## Exercise:
In full and without change, retype the records.

★ ★ ★ ★ ★ ★ ★

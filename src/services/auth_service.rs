use argon2::{
    Argon2, PasswordHasher,
    password_hash::{PasswordHash, PasswordVerifier, SaltString},
};
use password_hash::rand_core::OsRng;
use sea_orm::{
    ActiveModelTrait, ActiveValue::NotSet, ColumnTrait, Condition, EntityTrait, PaginatorTrait,
    QueryFilter, Set,
};
use uuid::Uuid;

use crate::{
    audit,
    dto::auth::{AuthResponse, LoginRequest, RegisterRequest},
    entity::users::{ActiveModel as UserActive, Column as UserCol, Entity as Users},
    error::{AppError, AppResult},
    middleware::auth::issue_token,
    models::Role,
    response::{ApiResponse, Meta},
    state::AppState,
};

pub fn hash_password(password: &str) -> AppResult<String> {
    let salt = SaltString::generate(&mut OsRng);
    let argon2 = Argon2::default();
    let hash = argon2
        .hash_password(password.as_bytes(), &salt)
        .map_err(|e| AppError::Internal(anyhow::anyhow!(e.to_string())))?
        .to_string();
    Ok(hash)
}

pub async fn register_user(
    state: &AppState,
    payload: RegisterRequest,
) -> AppResult<ApiResponse<AuthResponse>> {
    let RegisterRequest {
        username,
        email,
        password,
    } = payload;
    let username = username.trim().to_string();
    let email = email.trim().to_lowercase();
    if username.is_empty() || email.is_empty() || password.is_empty() {
        return Err(AppError::BadRequest(
            "username, email and password are required".into(),
        ));
    }

    let clash = Users::find()
        .filter(
            Condition::any()
                .add(UserCol::Email.eq(email.as_str()))
                .add(UserCol::Username.eq(username.as_str())),
        )
        .one(&state.orm)
        .await?;
    if let Some(existing) = clash {
        let message = if existing.email == email {
            "Email is already taken"
        } else {
            "Username is already taken"
        };
        return Err(AppError::BadRequest(message.into()));
    }

    // The very first account administers the shop.
    let role = if Users::find().count(&state.orm).await? == 0 {
        Role::Admin
    } else {
        Role::User
    };

    let user = UserActive {
        id: Set(Uuid::new_v4()),
        username: Set(username),
        email: Set(email),
        password_hash: Set(hash_password(&password)?),
        role: Set(role.as_str().to_string()),
        created_at: NotSet,
    }
    .insert(&state.orm)
    .await?;

    let token = issue_token(
        &state.config.jwt_secret,
        user.id,
        role,
        state.config.jwt_ttl_hours,
    )?;

    audit::record(
        &state.pool,
        user.id,
        "user_register",
        "users",
        serde_json::json!({ "user_id": user.id, "role": role }),
    )
    .await;
    tracing::info!(user_id = %user.id, role = %role, "user registered");

    Ok(ApiResponse::success(
        "User created",
        AuthResponse {
            id: user.id,
            username: user.username,
            email: user.email,
            role,
            token,
        },
        Some(Meta::empty()),
    ))
}

pub async fn login_user(
    state: &AppState,
    payload: LoginRequest,
) -> AppResult<ApiResponse<AuthResponse>> {
    let LoginRequest { email, password } = payload;
    let user = Users::find()
        .filter(UserCol::Email.eq(email.trim().to_lowercase()))
        .one(&state.orm)
        .await?;

    let user = match user {
        Some(u) => u,
        None => return Err(AppError::BadRequest("Invalid email or password".into())),
    };

    let parsed_hash = PasswordHash::new(&user.password_hash)
        .map_err(|_| AppError::Internal(anyhow::anyhow!("Invalid password hash")))?;

    let argon2 = Argon2::default();
    if argon2
        .verify_password(password.as_bytes(), &parsed_hash)
        .is_err()
    {
        return Err(AppError::BadRequest("Invalid email or password".into()));
    }

    let role = user
        .role
        .parse::<Role>()
        .map_err(|e| AppError::Internal(anyhow::anyhow!(e)))?;
    let token = issue_token(
        &state.config.jwt_secret,
        user.id,
        role,
        state.config.jwt_ttl_hours,
    )?;

    audit::record(
        &state.pool,
        user.id,
        "user_login",
        "users",
        serde_json::json!({ "user_id": user.id }),
    )
    .await;

    Ok(ApiResponse::success(
        "Logged in",
        AuthResponse {
            id: user.id,
            username: user.username,
            email: user.email,
            role,
            token,
        },
        Some(Meta::empty()),
    ))
}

★ ★ ★ ★ ★ ★ ★

## Task result:
filename src/services/auth_service.rs
use argon2::{
    Argon2, PasswordHasher,
    password_hash::{PasswordHash, PasswordVerifier, SaltString},
};
use password_hash::rand_core::OsRng;
use sea_orm::{
    ActiveModelTrait, ActiveValue::NotSet, ColumnTrait, Condition, EntityTrait, PaginatorTrait,
    QueryFilter, Set,
};
use uuid::Uuid;

use crate::{
    audit,
    dto::auth::{AuthResponse, LoginRequest, RegisterRequest},
    entity::users::{ActiveModel as UserActive, Column as UserCol, Entity as Users},
    error::{AppError, AppResult},
    middleware::auth::issue_token,
    models::Role,
    response::{ApiResponse, Meta},
    state::AppState,
};

pub fn hash_password(password: &str) -> AppResult<String> {
    let salt = SaltString::generate(&mut OsRng);
    let argon2 = Argon2::default();
    let hash = argon2
        .hash_password(password.as_bytes(), &salt)
        .map_err(|e| AppError::Internal(anyhow::anyhow!(e.to_string())))?
        .to_string();
    Ok(hash)
}

pub async fn register_user(
    state: &AppState,
    payload: RegisterRequest,
) -> AppResult<ApiResponse<AuthResponse>> {
    let RegisterRequest {
        username,
        email,
        password,
    } = payload;
    let username = username.trim().to_string();
    let email = email.trim().to_lowercase();
    if username.is_empty() || email.is_empty() || password.is_empty() {
        return Err(AppError::BadRequest(
            "username, email and password are required".into(),
        ));
    }

    let clash = Users::find()
        .filter(
            Condition::any()
                .add(UserCol::Email.eq(email.as_str()))
                .add(UserCol::Username.eq(username.as_str())),
        )
        .one(&state.orm)
        .await?;
    if let Some(existing) = clash {
        let message = if existing.email == email {
            "Email is already taken"
        } else {
            "Username is already taken"
        };
        return Err(AppError::BadRequest(message.into()));
    }

    // The very first account administers the shop.
    let role = if Users::find().count(&state.orm).await? == 0 {
        Role::Admin
    } else {
        Role::User
    };

    let user = UserActive {
        id: Set(Uuid::new_v4()),
        username: Set(username),
        email: Set(email),
        password_hash: Set(hash_password(&password)?),
        role: Set(role.as_str().to_string()),
        created_at: NotSet,
    }
    .insert(&state.orm)
    .await?;

    let token = issue_token(
        &state.config.jwt_secret,
        user.id,
        role,
        state.config.jwt_ttl_hours,
    )?;

    audit::record(
        &state.pool,
        user.id,
        "user_register",
        "users",
        serde_json::json!({ "user_id": user.id, "role": role }),
    )
    .await;
    tracing::info!(user_id = %user.id, role = %role, "user registered");

    Ok(ApiResponse::success(
        "User created",
        AuthResponse {
            id: user.id,
            username: user.username,
            email: user.email,
            role,
            token,
        },
        Some(Meta::empty()),
    ))
}

pub async fn login_user(
    state: &AppState,
    payload: LoginRequest,
) -> AppResult<ApiResponse<AuthResponse>> {
    let LoginRequest { email, password } = payload;
    let user = Users::find()
        .filter(UserCol::Email.eq(email.trim().to_lowercase()))
        .one(&state.orm)
        .await?;

    let user = match user {
        Some(u) => u,
        None => return Err(AppError::BadRequest("Invalid email or password".into())),
    };

    let parsed_hash = PasswordHash::new(&user.password_hash)
        .map_err(|_| AppError::Internal(anyhow::anyhow!("Invalid password hash")))?;

    let argon2 = Argon2::default();
    if argon2
        .verify_password(password.as_bytes(), &parsed_hash)
        .is_err()
    {
        return Err(AppError::BadRequest("Invalid email or password".into()));
    }

    let role = user
        .role
        .parse::<Role>()
        .map_err(|e| AppError::Internal(anyhow::anyhow!(e)))?;
    let token = issue_token(
        &state.config.jwt_secret,
        user.id,
        role,
        state.config.jwt_ttl_hours,
    )?;

    audit::record(
        &state.pool,
        user.id,
        "user_login",
        "users",
        serde_json::json!({ "user_id": user.id }),
    )
    .await;

    Ok(ApiResponse::success(
        "Logged in",
        AuthResponse {
            id: user.id,
            username: user.username,
            email: user.email,
            role,
            token,
        },
        Some(Meta::empty()),
    ))
}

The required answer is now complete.